The visitors’ locker room at Ford Field in Detroit was nearly silent last weekend as the Vikings tried to turn the page on a 31-9 loss to the Detroit Lions.
Instead of earning the No. 1 seed in the NFC and ensuring the road to the Super Bowl went through U.S. Bank Stadium in Minneapolis, the Vikings were suddenly heading on the road for the first round of the playoffs.
The fallout was enough for head coach Kevin O’Connell to tap into his memory bank. Though he rarely brings up his time with the Los Angeles Rams unprompted, the similarities were too much for him to ignore.
“I was a part of a team in 2021,” O’Connell said. “We lost our last game and found a way to do what we needed to do to have a chance to play for a world championship.”
If the Vikings need a blueprint, those Rams provided one with their Super Bowl run.
It also helps that O’Connell, offensive coordinator Wes Phillips, running back Cam Akers, receiver Brandon Powell, and tight end Johnny Mundt were all a part of that that experience with the Rams.
“We didn’t get the result we wanted in that last (regular-season) game, and we were able to, in many ways, do what we’re attempting to do this week,” O’Connell said. “We’ve got to make sure we find a way to do a lot of those things in a single elimination tournament to give ourselves the best chance to win a game.”
After losing to the San Francisco 49ers in overtime of the regular season finale, the Rams entered the playoffs with nobody expecting much out of them. Not only did the road to the Super Bowl get much more challenging, period, the Rams had lost six straight game to the 49ers.
The narrative suggested that if the Rams had to play the 49ers at any point in the playoffs, they would succumb to them once again. Naturally, the Rams dispatched the Arizona Cardinals, then beat the Tampa Bay Buccaneers to set up a rematch with the 49ers.
“We really didn’t have the right formula or the right answer,” Phillips. “We were able to kind of put together a good plan for the NFC Championship Game and we were able to get that win.”
In the Super Bowl, the Rams defeated the Cincinnati Bengals, pulling ahead in the final minutes, when star quarterback Matthew Stafford found star receiver Cooper Kupp in the back of the end zone.
That moment on the biggest stage was a microcosm of the Super Bowl run as the Rams consistently got production from their best players, with Stafford, Kupp, and star defensive tackle Aaron Darnold, among a handful of others, stepping up whenever they needed it.
As he reflected on the Super Bowl run, O’Connell admitted that the Rams also needed a fair share of good fortune.
“I can think back to 7 to 10 plays throughout the course of that run,” O’Connell said. “If any of those go differently, who knows what happens?”

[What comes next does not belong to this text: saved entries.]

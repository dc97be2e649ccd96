// Copyright 2025-present Harīṣh Tummalachērla
// SPDX-License-Identifier: Apache-2.0

//! CLI definitions for the ints2der command-line interface.
//!
//! With no subcommand the binary does exactly one thing: JSON array on stdin,
//! DER on stdout, exit 0. The subcommands are for people poking at the
//! output: `inspect` draws the TLV structure, `decode` turns DER back into
//! JSON.

pub mod display;

use std::path::PathBuf;

use clap::{Parser, Subcommand};

#[derive(Parser)]
#[command(
    name = "ints2der",
    about = "Encode a JSON array of integers as a DER SEQUENCE OF INTEGER",
    version
)]
pub struct Cli {
    /// Increase log verbosity on stderr (-v info, -vv debug, -vvv trace)
    #[arg(short, long, action = clap::ArgAction::Count, global = true)]
    pub verbose: u8,

    #[command(subcommand)]
    pub command: Option<Commands>,
}

#[derive(Subcommand)]
pub enum Commands {
    /// Read a JSON array from stdin and write DER to stdout (the default)
    Encode {
        /// Encode elements on a thread pool; output is identical
        #[arg(long)]
        parallel: bool,
    },

    /// Show the TLV structure of a DER SEQUENCE OF INTEGER
    Inspect {
        /// DER file to read (stdin when omitted)
        file: Option<PathBuf>,

        /// Accept non-minimal length octets
        #[arg(long)]
        lenient: bool,
    },

    /// Decode a DER SEQUENCE OF INTEGER and print it as a JSON array
    Decode {
        /// DER file to read (stdin when omitted)
        file: Option<PathBuf>,

        /// Accept non-minimal length octets
        #[arg(long)]
        lenient: bool,
    },
}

Some notable inflection points for the Rams included a furious comeback led by the Buccaneers quarterback Tom Brady in the divisional round that came up a little bit short, and maybe most notably, a dropped interception by 49ers safety Jaquiski Tartt in the NFC Championship Game that loomed large down the stretch.
The path wasn’t easy for the Rams, nor will it be for the Vikings. That said, the loss to the 49ers wasn’t a death sentence for the Rams, and the loss to the Lions doesn’t have to be for the Vikings.

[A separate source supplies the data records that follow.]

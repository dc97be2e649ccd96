// Copyright 2025-present Harīṣh Tummalachērla
// SPDX-License-Identifier: Apache-2.0

//! INTEGER: minimal big-endian two's complement.
//!
//! The content is the shortest byte string whose two's-complement reading is
//! the value. A leading `0x00` is only allowed when the next byte has its
//! high bit set (otherwise the value would read as negative), and a leading
//! `0xFF` only when the next byte has its high bit clear. Zero is `[0x00]`.
//!
//! ```text
//!      0  →  02 01 00
//!    127  →  02 01 7F
//!    128  →  02 02 00 80
//!   -128  →  02 01 80
//!   -129  →  02 02 FF 7F
//! ```

use super::length::{encode_length, encoded_length_len, LengthMode};
use super::tlv::read_tlv;
use super::{MAX_INTEGER_BYTES, TAG_INTEGER};
use crate::contracts::check_integer_minimal;
use crate::error::DerError;

/// True if `first` is a redundant sign byte given the byte after it.
#[inline]
fn is_redundant_sign(first: u8, next: u8) -> bool {
    (first == 0x00 && next & 0x80 == 0) || (first == 0xFF && next & 0x80 != 0)
}

/// Index of the first significant byte in `value.to_be_bytes()`.
#[inline]
fn minimal_start(bytes: &[u8; MAX_INTEGER_BYTES]) -> usize {
    let mut start = 0;
    while start + 1 < bytes.len() && is_redundant_sign(bytes[start], bytes[start + 1]) {
        start += 1;
    }
    start
}

/// Minimal two's-complement content bytes for `value` (no tag, no length).
pub fn integer_content(value: i64) -> Vec<u8> {
    let bytes = value.to_be_bytes();
    bytes[minimal_start(&bytes)..].to_vec()
}

/// Length of [`integer_content`] without allocating.
pub fn integer_content_len(value: i64) -> usize {
    let bytes = value.to_be_bytes();
    MAX_INTEGER_BYTES - minimal_start(&bytes)
}

/// Total size of the INTEGER TLV for `value`.
pub fn integer_tlv_len(value: i64) -> usize {
    let content_len = integer_content_len(value);
    1 + encoded_length_len(content_len) + content_len
}

/// Append the INTEGER TLV for `value` to `buf`.
pub fn encode_integer(value: i64, buf: &mut Vec<u8>) {
    let bytes = value.to_be_bytes();
    let content = &bytes[minimal_start(&bytes)..];
    check_integer_minimal(content);

    buf.push(TAG_INTEGER);
    encode_length(content.len(), buf);
    buf.extend_from_slice(content);
}

/// The INTEGER TLV for `value` as its own buffer.
pub fn encode_integer_to_vec(value: i64) -> Vec<u8> {
    let mut buf = Vec::with_capacity(integer_tlv_len(value));
    encode_integer(value, &mut buf);
    buf
}

/// Interpret INTEGER content bytes, enforcing DER minimality.
///
/// `offset` is only used for error reporting and should point at the first
/// content byte.
pub fn integer_from_content(content: &[u8], offset: usize) -> Result<i64, DerError> {
    match content {
        [] => return Err(DerError::EmptyInteger { offset }),
        [first, next, ..] if is_redundant_sign(*first, *next) => {
            return Err(DerError::NonMinimalInteger { offset })
        }
        _ if content.len() > MAX_INTEGER_BYTES => {
            return Err(DerError::IntegerOverflow {
                offset,
                len: content.len(),
            })
        }
        _ => {}
    }

    // Sign-extend from the first byte, then shift the rest in
    let seed: i64 = if content[0] & 0x80 != 0 { -1 } else { 0 };
    Ok(content
        .iter()
        .fold(seed, |acc, &b| (acc << 8) | i64::from(b)))
}

/// Decode the INTEGER TLV at `offset` with strict DER length rules.
///
/// Returns `(value, bytes_consumed)` where `bytes_consumed` counts the tag,
/// length octets and content.
pub fn decode_integer(bytes: &[u8], offset: usize) -> Result<(i64, usize), DerError> {
    decode_integer_with(bytes, offset, LengthMode::Strict)
}

/// Decode the INTEGER TLV at `offset` with the given length mode.
///
/// Content minimality is enforced regardless of `mode`.
pub fn decode_integer_with(
    bytes: &[u8],
    offset: usize,
    mode: LengthMode,
) -> Result<(i64, usize), DerError> {
    let tlv = read_tlv(bytes, offset, TAG_INTEGER, mode)?;
    let value = integer_from_content(&bytes[tlv.content_range()], tlv.content_start())?;
    Ok((value, tlv.total_len()))
}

“We knew it was the playoffs; we couldn’t lose because we didn’t want to go home,” Powell said. “Just being on that team and seeing how well everybody executed was a big thing for me. You have to have execution to win these type of games. I think we’ve got the players on this team to get it done.”
Fittingly, for the Vikings to replicate that Super Bowl run, they will first need to start by beating the Rams.
“We’ve got experience having things not go our way very recently,” O’Connell said. “What are we going to do about it as a team to make sure we go play the kind of game we want to play in a game like this?”